I tell our guide, ranch manager Jessica Randall, that I’ve had “a little” experience riding horses, but I quickly realize how unfamiliar I am at handling them — especially navigating between trees, across creeks, and up and down hills. Fortunately, my Tennessee Walking Horse, Biggie, is used to novice riders. With several riding lessons already under her belt, Olivia seems much more at ease on Pretty Boy, a Spotted Saddle horse. About an hour into our ride, it starts to rain — hard — which makes us feel like wilderness adventurers. We forge on and arrive at our destination soaked, but happy.

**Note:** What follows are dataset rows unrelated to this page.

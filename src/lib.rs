pub mod api;
pub mod app;
pub mod auth;
pub mod chat;
pub mod cli;
pub mod config;
pub mod db;
pub mod llm;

The Holmeses meet us at the Back Porch Store and Grill (5013 Cluster Springs Road,  753-3353). We wrap ourselves in towels supplied by Julie. I warm up with tomato soup and a grilled cheese sandwich, and Olivia digs into a pork barbecue sandwich and fries while we chat with Jessica and Gary about life on the ranch.
3.) Main Street
After lunch, we head into town and look at some of the antiques and consignment shops. We’re also interested to discover Lantor’s, a family-owned women’s clothing boutique that’s been around for 108 years, and I’m able to shed my wet jeans when I find a linen skirt and coordinating top for less than $15 in the gently used clothing section in the front of Mike’s Radio & TV at 317 Main St. — in the back, there’s a workshop filled with TVs. We discover the cozy Southern Plenty Coffee Shop (206 Main St.) after their 4 p.m. closing time but make a note to stop there on the next visit for caramel apple cake or a butternut squash, mushroom and goat cheese tart.
4.) The Prizery
In South Boston’s historic warehouse district, theater performances (such as last summer’s Les Miserables, shown), concerts, art exhibits and music lessons take place in The Prizery, a 38,000-square-foot renovated building near the Dan River where layers of tobacco were once pressed (or “prized”) into barrels for shipping. Artistic director Christopher D. Jones, who was instrumental in the effort that led to the arts center opening in 2005, shows us the 250-seat Chastain Theatre, where a production of Charlotte’s Web by the Halifax County Little Theatre will be onstage from Nov. 21 to 30.
5.) Fine Dining
For a nice dinner out, The Prizery’s Jones recommends a couple of local favorites: Bistro 1888, where chef/co-owner Margaret Moorefield serves up dishes like hoisin-and-brandy-marinated pork tenderloin with gingered cranberry applesauce or shrimp-and-scallop etouffee. About five miles north in Halifax, along U.S. 501, there’s the Molasses Grill, co-owned by chef Steven Schopen, a native of Kent, England, whose experience includes restaurants in Germany, Sweden and Morocco. We can’t stay this time, but I have a feeling we’ll be back.